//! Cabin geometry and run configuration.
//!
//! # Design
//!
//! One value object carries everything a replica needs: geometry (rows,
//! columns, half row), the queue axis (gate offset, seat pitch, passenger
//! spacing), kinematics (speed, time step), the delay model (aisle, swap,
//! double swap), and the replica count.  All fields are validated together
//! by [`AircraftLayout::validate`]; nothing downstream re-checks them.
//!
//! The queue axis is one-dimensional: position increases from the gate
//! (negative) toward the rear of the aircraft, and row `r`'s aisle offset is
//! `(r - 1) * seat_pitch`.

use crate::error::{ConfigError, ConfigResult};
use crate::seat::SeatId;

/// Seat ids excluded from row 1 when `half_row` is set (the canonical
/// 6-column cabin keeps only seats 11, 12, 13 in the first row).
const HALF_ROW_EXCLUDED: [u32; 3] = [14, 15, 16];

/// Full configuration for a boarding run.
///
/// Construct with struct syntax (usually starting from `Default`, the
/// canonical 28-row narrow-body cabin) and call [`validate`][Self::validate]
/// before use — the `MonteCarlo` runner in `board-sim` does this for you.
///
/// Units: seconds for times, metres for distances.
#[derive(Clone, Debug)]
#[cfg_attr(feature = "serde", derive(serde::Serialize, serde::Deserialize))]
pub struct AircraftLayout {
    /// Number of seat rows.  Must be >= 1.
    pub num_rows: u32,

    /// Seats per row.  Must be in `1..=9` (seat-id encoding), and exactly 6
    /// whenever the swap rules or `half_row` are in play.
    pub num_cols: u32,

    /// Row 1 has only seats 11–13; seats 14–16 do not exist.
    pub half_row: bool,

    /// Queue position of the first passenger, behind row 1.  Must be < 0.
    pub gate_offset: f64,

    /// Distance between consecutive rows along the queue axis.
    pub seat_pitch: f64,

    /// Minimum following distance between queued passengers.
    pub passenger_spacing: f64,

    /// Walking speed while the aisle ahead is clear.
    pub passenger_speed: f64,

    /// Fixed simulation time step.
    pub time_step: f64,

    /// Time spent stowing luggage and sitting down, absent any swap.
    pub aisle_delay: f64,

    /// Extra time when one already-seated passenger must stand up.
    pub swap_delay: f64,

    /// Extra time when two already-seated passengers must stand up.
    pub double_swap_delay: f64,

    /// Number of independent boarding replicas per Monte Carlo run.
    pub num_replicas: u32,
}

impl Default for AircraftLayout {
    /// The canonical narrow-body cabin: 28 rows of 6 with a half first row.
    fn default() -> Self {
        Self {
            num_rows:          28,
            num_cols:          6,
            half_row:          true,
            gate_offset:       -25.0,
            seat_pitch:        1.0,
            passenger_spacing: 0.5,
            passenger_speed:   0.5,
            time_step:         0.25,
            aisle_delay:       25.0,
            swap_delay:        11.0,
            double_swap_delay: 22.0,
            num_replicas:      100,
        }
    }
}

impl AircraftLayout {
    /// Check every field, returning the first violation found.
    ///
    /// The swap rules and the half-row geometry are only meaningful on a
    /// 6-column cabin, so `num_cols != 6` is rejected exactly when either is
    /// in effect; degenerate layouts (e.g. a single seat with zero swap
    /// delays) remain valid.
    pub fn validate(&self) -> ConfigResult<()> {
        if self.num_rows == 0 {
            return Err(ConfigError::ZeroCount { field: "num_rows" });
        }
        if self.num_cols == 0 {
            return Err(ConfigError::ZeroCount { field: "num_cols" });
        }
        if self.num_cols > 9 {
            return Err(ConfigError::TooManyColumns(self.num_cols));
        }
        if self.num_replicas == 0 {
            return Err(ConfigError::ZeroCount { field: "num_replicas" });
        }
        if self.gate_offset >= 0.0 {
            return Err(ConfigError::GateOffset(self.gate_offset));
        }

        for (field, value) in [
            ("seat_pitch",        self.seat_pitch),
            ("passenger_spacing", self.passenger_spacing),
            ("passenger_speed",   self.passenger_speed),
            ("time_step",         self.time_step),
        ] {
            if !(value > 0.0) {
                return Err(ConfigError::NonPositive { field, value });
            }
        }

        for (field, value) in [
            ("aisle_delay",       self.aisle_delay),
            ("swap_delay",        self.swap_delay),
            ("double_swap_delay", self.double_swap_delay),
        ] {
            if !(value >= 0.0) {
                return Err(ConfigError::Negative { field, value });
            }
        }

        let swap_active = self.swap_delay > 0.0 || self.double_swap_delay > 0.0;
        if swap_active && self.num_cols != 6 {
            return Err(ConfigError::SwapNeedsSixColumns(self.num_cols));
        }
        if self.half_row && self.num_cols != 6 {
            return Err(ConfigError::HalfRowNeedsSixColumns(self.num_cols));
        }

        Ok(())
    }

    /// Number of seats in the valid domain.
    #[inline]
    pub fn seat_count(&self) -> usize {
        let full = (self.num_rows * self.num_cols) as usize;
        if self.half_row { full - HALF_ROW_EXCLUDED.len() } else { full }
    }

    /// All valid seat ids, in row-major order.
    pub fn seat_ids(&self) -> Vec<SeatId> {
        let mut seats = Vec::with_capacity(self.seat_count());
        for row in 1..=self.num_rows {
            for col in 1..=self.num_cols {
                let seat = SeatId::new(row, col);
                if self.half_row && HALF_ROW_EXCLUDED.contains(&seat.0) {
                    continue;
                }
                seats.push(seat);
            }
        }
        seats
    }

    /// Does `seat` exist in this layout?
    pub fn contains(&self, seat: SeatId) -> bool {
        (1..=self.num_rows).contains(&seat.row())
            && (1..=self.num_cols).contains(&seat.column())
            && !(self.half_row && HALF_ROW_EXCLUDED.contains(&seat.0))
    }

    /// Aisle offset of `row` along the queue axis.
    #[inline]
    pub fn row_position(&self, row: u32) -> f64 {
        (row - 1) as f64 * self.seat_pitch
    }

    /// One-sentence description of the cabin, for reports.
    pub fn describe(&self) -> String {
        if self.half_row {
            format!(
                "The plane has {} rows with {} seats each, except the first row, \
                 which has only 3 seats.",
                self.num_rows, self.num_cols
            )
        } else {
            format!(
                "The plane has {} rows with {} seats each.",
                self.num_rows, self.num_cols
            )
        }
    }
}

--

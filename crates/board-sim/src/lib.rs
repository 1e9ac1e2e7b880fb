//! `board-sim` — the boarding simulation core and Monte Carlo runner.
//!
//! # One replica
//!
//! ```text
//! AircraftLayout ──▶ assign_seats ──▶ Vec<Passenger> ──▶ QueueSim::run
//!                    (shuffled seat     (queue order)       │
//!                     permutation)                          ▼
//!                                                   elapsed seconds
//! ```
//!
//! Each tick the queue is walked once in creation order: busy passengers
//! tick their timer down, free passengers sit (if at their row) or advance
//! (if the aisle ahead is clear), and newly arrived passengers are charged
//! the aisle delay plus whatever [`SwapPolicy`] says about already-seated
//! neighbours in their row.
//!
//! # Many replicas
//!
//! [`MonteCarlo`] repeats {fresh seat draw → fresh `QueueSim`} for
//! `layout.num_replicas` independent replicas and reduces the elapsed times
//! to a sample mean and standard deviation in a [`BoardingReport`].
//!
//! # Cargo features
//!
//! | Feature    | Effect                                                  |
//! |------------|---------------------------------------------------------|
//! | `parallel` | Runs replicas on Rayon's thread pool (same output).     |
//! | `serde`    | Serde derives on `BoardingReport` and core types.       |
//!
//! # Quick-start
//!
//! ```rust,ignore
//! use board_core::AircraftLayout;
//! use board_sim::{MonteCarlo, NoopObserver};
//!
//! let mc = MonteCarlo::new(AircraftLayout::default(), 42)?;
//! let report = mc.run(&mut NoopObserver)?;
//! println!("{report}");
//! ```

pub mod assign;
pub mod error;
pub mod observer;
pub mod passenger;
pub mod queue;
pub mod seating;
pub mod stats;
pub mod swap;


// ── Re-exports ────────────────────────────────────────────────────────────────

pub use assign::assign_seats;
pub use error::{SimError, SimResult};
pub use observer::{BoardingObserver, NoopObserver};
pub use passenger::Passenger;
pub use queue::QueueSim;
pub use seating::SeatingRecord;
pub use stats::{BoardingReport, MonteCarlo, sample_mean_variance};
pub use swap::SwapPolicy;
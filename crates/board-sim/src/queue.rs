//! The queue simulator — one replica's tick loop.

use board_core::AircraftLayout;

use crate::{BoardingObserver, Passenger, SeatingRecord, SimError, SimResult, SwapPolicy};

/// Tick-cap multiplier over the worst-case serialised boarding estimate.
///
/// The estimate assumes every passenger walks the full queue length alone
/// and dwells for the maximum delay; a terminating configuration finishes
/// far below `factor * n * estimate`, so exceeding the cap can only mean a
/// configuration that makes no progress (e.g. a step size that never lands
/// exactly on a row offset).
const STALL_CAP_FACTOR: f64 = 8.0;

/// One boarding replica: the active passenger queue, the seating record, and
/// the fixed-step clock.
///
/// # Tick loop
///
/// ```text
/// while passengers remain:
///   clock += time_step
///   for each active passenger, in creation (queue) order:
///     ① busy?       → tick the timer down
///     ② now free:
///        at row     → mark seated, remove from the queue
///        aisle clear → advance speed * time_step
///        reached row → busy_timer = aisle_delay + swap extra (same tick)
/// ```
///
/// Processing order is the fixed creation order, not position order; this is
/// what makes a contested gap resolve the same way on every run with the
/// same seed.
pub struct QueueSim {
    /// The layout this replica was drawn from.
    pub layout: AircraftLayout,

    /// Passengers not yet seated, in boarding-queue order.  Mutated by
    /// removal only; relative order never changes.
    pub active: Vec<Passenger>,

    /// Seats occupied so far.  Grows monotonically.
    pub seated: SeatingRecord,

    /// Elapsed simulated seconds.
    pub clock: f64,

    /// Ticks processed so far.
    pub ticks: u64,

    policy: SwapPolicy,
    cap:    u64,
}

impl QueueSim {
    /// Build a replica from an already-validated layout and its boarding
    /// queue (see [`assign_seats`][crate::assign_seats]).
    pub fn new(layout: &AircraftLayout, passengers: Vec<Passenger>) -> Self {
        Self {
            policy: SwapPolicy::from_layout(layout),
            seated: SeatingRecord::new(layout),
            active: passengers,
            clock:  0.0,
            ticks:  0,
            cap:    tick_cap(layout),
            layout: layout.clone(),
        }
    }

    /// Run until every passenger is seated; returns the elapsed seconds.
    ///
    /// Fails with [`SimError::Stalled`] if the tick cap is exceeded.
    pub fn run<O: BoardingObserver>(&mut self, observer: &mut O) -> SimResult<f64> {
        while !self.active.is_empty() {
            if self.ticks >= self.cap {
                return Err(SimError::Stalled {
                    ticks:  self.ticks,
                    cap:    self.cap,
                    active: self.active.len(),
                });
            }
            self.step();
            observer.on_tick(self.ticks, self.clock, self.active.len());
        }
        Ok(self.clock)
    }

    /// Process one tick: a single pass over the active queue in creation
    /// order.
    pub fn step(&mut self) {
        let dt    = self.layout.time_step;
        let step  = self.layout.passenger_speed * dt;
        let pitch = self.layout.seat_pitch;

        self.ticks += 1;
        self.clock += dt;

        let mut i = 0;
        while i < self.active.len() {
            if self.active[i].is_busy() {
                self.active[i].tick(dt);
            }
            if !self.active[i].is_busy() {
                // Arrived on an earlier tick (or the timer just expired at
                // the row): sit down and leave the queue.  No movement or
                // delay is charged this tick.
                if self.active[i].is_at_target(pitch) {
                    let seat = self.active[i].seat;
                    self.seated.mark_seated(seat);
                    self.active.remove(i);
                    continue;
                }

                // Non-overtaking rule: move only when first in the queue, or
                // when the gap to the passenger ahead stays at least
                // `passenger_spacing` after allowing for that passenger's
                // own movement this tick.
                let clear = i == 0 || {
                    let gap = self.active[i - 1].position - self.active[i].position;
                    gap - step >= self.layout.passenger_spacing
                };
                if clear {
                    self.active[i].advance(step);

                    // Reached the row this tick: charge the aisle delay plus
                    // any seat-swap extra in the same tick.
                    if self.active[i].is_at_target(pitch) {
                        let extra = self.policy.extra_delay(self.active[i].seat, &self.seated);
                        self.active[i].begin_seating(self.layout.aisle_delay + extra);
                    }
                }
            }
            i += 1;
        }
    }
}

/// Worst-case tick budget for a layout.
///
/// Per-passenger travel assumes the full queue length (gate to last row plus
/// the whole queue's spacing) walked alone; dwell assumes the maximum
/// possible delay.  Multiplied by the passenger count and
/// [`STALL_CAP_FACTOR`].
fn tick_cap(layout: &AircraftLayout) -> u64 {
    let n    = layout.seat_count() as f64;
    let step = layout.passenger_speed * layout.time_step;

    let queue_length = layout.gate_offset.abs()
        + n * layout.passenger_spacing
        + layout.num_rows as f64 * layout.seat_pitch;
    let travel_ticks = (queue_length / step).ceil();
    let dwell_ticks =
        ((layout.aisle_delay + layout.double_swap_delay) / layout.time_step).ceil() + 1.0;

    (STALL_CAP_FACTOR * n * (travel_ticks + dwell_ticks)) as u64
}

--

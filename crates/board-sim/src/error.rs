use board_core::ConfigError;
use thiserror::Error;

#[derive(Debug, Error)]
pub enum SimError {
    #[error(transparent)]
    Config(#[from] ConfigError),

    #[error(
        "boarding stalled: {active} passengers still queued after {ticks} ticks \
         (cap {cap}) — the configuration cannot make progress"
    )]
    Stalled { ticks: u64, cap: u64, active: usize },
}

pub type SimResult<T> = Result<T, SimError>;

--

WHAT YOU ARE ASKED TO DO:
For the entries above, state how many lines contain the word "alone". Provide the number by itself.

ANSWER TO THE PROBLEM:
2